Myogenic progenitor cells in bone formation
Prevention and treatment of the non-union fracture remains an important field of research. One area of research is better use of local progenitors by improving their migration to the fracture site and their differentiation into bone cells. Therefore, research looking for new progenitors is of the highest importance. In this context, Liu et al.  have investigated the potential of myogenic progenitors (MyoD-lineage cells) in bone repair in the mouse tibia. They compared the contribution of these cells in the repair of closed tibial fracture (where the periosteum was largely intact), to the repair of open, highly traumatic fracture featuring periosteal stripping and local tissue trauma. Using a MyoD-Cre+:Z/AP+ conditional reporter mouse in which all cells of MyoD lineage are labeled with human alkaline phosphatase reporter, they showed that myogenic progenitors are present in open, but not closed fractures, suggesting that muscle satellite cells may contribute to bone repair in the absence of intact periosteum.
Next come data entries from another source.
//! Port traits the domain depends on.

pub mod bar_cache_port;
pub mod bar_source_port;
pub mod clock_port;
pub mod config_port;
pub mod journal_port;
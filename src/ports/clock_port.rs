//! Wall clock port.

use chrono::NaiveDateTime;
use std::time::Duration;

pub trait Clock {
    fn now(&self) -> NaiveDateTime;

    /// Block the calling thread. Test clocks advance `now` instead.
    fn sleep(&self, duration: Duration) {
        std::thread::sleep(duration);
    }
}
//! Position lifecycle and repository aggregate tests.

mod common;

use approx::assert_relative_eq;
use common::*;
use proptest::prelude::*;
use std::cell::{Cell, RefCell};
use std::rc::Rc;
use tradeterm::domain::error::PositionError;
use tradeterm::domain::period::Period;
use tradeterm::domain::position::{
    ClosingResult, OpenRequest, OpeningResult, PositionState, Side,
};
use tradeterm::domain::repository::PositionRepository;

fn repo() -> PositionRepository {
    PositionRepository::new("btc_jpy", Period::H1)
}

mod scenarios {
    use super::*;

    #[test]
    fn long_and_short_over_the_same_move() {
        let mut r = repo();
        let long = r.create();
        long.open(OpenRequest::new(hour(1), Side::Long, 100.0, 1.0)).unwrap();
        long.close(hour(4), 110.0, "take").unwrap();
        assert_relative_eq!(r.get(0).unwrap().profit(), 10.0);

        let short = r.create();
        short.open(OpenRequest::new(hour(1), Side::Short, 100.0, 1.0)).unwrap();
        short.close(hour(4), 110.0, "stop").unwrap();
        assert_relative_eq!(r.get(1).unwrap().profit(), -10.0);

        assert_relative_eq!(r.total_profit(), 0.0);
        assert_eq!(r.get(0).unwrap().hold_period(hour(9)), 3);
    }

    #[test]
    fn open_position_holds_until_now() {
        let mut r = repo();
        r.create()
            .open(OpenRequest::new(at(1, 10, 20), Side::Long, 100.0, 1.0))
            .unwrap();
        let p = r.get(0).unwrap();
        assert_eq!(p.hold_period(hour(10)), 0);
        assert_eq!(p.hold_period(at(1, 15, 59)), 5);
        assert_relative_eq!(p.profit(), 0.0);
    }

    #[test]
    fn opening_handlers_fold_in_subscription_order() {
        let mut r = repo();
        r.on_opening().subscribe(|_, res| OpeningResult {
            exec_price: res.exec_price + 1.0,
            ..res
        });
        r.on_opening().subscribe(|_, res| OpeningResult {
            exec_price: res.exec_price * 2.0,
            exec_amount: 0.5,
            ..res
        });

        let p = r.create();
        p.open(OpenRequest::new(hour(0), Side::Long, 100.0, 1.0)).unwrap();
        assert_eq!(p.exec_open_price, Some(202.0));
        assert_eq!(p.exec_order_amount, Some(0.5));
        assert_eq!(p.open_price, Some(100.0));
        assert_eq!(p.order_amount, 1.0);
    }

    #[test]
    fn canceled_position_cannot_be_closed() {
        let mut r = repo();
        r.on_opening().subscribe(|_, res| OpeningResult { cancel: true, ..res });
        let p = r.create();
        assert_eq!(
            p.open(OpenRequest::new(hour(0), Side::Long, 100.0, 1.0)).unwrap(),
            PositionState::Canceled
        );
        assert!(p.is_canceled() && !p.is_opened() && !p.is_closed());
        assert_eq!(p.exec_open_price, None);

        let err = p.close(hour(1), 101.0, "").unwrap_err();
        assert_eq!(
            err,
            PositionError::InvalidTransition {
                id: 0,
                action: "close",
                state: PositionState::Canceled
            }
        );
        assert_relative_eq!(r.total_profit(), 0.0);
    }

    #[test]
    fn closing_sees_requested_close() {
        let mut r = repo();
        let seen = Rc::new(RefCell::new(None));
        let s = Rc::clone(&seen);
        r.on_closing().subscribe(move |ev, res| {
            *s.borrow_mut() = Some((ev.position.close_price, ev.position.close_comment.clone()));
            ClosingResult {
                exec_price: res.exec_price - 0.5,
            }
        });

        let p = r.create();
        p.open(OpenRequest::new(hour(0), Side::Long, 100.0, 1.0)).unwrap();
        assert_eq!(p.close(hour(2), 110.0, "exit").unwrap(), 109.5);
        assert_eq!(*seen.borrow(), Some((Some(110.0), "exit".to_string())));
        assert_relative_eq!(r.total_profit(), 9.5);
    }

    #[test]
    fn lifecycle_events_reach_repository_observers() {
        let mut r = repo();
        let log = Rc::new(RefCell::new(Vec::new()));
        for (name, event) in [
            ("opened", r.on_opened()),
            ("closed", r.on_closed()),
            ("canceled", r.on_canceled()),
        ] {
            let log = Rc::clone(&log);
            event.listen(move |ev| log.borrow_mut().push((name, ev.id, ev.position.state)));
        }
        let cancel_next = Rc::new(Cell::new(false));
        let flag = Rc::clone(&cancel_next);
        r.on_opening().subscribe(move |_, res| OpeningResult {
            cancel: flag.get(),
            ..res
        });

        let a = r.create();
        a.open(OpenRequest::new(hour(0), Side::Long, 100.0, 1.0)).unwrap();
        a.close(hour(1), 101.0, "").unwrap();
        cancel_next.set(true);
        r.create()
            .open(OpenRequest::new(hour(1), Side::Short, 101.0, 1.0))
            .unwrap();

        assert_eq!(
            *log.borrow(),
            vec![
                ("opened", 0, PositionState::Opened),
                ("closed", 0, PositionState::Closed),
                ("canceled", 1, PositionState::Canceled),
            ]
        );
    }

    #[test]
    fn double_open_is_rejected() {
        let mut r = repo();
        let p = r.create();
        p.open(OpenRequest::new(hour(0), Side::Long, 100.0, 1.0)).unwrap();
        assert!(matches!(
            p.open(OpenRequest::new(hour(1), Side::Long, 100.0, 1.0)),
            Err(PositionError::InvalidTransition { action: "open", .. })
        ));
        assert_eq!(p.open_time, Some(hour(0)));
    }
}

#[derive(Debug, Clone)]
enum Op {
    Create,
    Open {
        index: usize,
        side: Side,
        price: u32,
        cancel: bool,
    },
    Close {
        index: usize,
        price: u32,
    },
}

fn op() -> impl Strategy<Value = Op> {
    let side = prop_oneof![Just(Side::Long), Just(Side::Short)];
    prop_oneof![
        1 => Just(Op::Create),
        2 => (0..6usize, side, 1..1000u32, prop::bool::weighted(0.2)).prop_map(
            |(index, side, price, cancel)| Op::Open { index, side, price, cancel }
        ),
        2 => (0..6usize, 1..1000u32).prop_map(|(index, price)| Op::Close { index, price }),
    ]
}

#[derive(Debug, Clone, Copy)]
struct Model {
    state: PositionState,
    side: Option<Side>,
    open: f64,
    close: f64,
}

impl Model {
    fn profit(&self) -> f64 {
        match (self.state, self.side) {
            (PositionState::Closed, Some(Side::Long)) => self.close - self.open,
            (PositionState::Closed, Some(Side::Short)) => self.open - self.close,
            _ => 0.0,
        }
    }
}

proptest! {
    #[test]
    fn repository_follows_the_state_machine(ops in prop::collection::vec(op(), 1..40)) {
        let mut r = repo();
        let cancel = Rc::new(Cell::new(false));
        let flag = Rc::clone(&cancel);
        r.on_opening().subscribe(move |_, res| OpeningResult { cancel: flag.get(), ..res });

        let mut model: Vec<Model> = Vec::new();

        for op in ops {
            match op {
                Op::Create => {
                    r.create();
                    model.push(Model {
                        state: PositionState::Pending,
                        side: None,
                        open: 0.0,
                        close: 0.0,
                    });
                }
                Op::Open { index, side, price, cancel: veto } => {
                    if index >= model.len() {
                        prop_assert!(r.get_mut(index).is_none());
                        continue;
                    }
                    cancel.set(veto);
                    let result = r
                        .require_mut(index)
                        .unwrap()
                        .open(OpenRequest::new(hour(0), side, price as f64, 1.0));
                    let m = &mut model[index];
                    if m.state == PositionState::Pending {
                        let expected = if veto { PositionState::Canceled } else { PositionState::Opened };
                        prop_assert_eq!(result, Ok(expected));
                        m.state = expected;
                        m.side = Some(side);
                        m.open = price as f64;
                    } else {
                        let rejected = matches!(result, Err(PositionError::InvalidTransition { .. }));
                        prop_assert!(rejected);
                    }
                }
                Op::Close { index, price } => {
                    if index >= model.len() {
                        continue;
                    }
                    let result = r.require_mut(index).unwrap().close(hour(3), price as f64, "");
                    let m = &mut model[index];
                    if m.state == PositionState::Opened {
                        prop_assert_eq!(result, Ok(price as f64));
                        m.state = PositionState::Closed;
                        m.close = price as f64;
                    } else {
                        let rejected = matches!(result, Err(PositionError::InvalidTransition { .. }));
                        prop_assert!(rejected);
                    }
                }
            }

            prop_assert_eq!(r.len(), model.len());
            for (p, m) in r.positions().iter().zip(&model) {
                prop_assert_eq!(p.state, m.state);
                if p.is_canceled() {
                    prop_assert!(!p.is_opened() && !p.is_closed());
                }
                if p.is_closed() {
                    prop_assert!(p.is_opened());
                }
            }
            let expected: f64 = model.iter().map(Model::profit).sum();
            prop_assert!((r.total_profit() - expected).abs() < 1e-9);

            for side in [Side::Long, Side::Short] {
                let open: Vec<usize> = model
                    .iter()
                    .enumerate()
                    .filter(|(_, m)| m.state == PositionState::Opened && m.side == Some(side))
                    .map(|(i, _)| i)
                    .collect();
                prop_assert_eq!(r.open_ids(side), open);
            }
        }
    }

    #[test]
    fn profit_is_antisymmetric_in_side(open in 1..10_000u32, close in 1..10_000u32) {
        let mut r = repo();
        for side in [Side::Long, Side::Short] {
            let p = r.create();
            p.open(OpenRequest::new(hour(0), side, open as f64, 1.0)).unwrap();
            p.close(hour(1), close as f64, "").unwrap();
        }
        let long = r.get(0).unwrap().profit();
        let short = r.get(1).unwrap().profit();
        prop_assert!((long + short).abs() < 1e-9);
        prop_assert!((long - (close as f64 - open as f64)).abs() < 1e-9);
        prop_assert!(r.total_profit().abs() < 1e-9);
    }
}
This study documents for the first time that muscle cells can play a significant role in bone repair, and offers a new and valuable perspective on the capacity of MyoD-lineage cells to contribute to bone formation and fracture repair. This finding gives a rationale to the use of muscle flaps in orthopedic surgery to treat bone non-union, and advances current knowledge on the beneficial effect of muscle proximity to open-fracture healing. This paper also offers new perspectives for the research of orthopedic surgical methods that could maximize MyoD lineage access and mobilization to augment bone repair.
Liu et al. show for the first time that myogenic progenitors of the MyoD lineage contribute to bone repair, giving new perspectives for treatment of fracture non-union through the optimization of myogenic progenitors proliferation, migration and differentiation.
The author declares that they have no competing interests.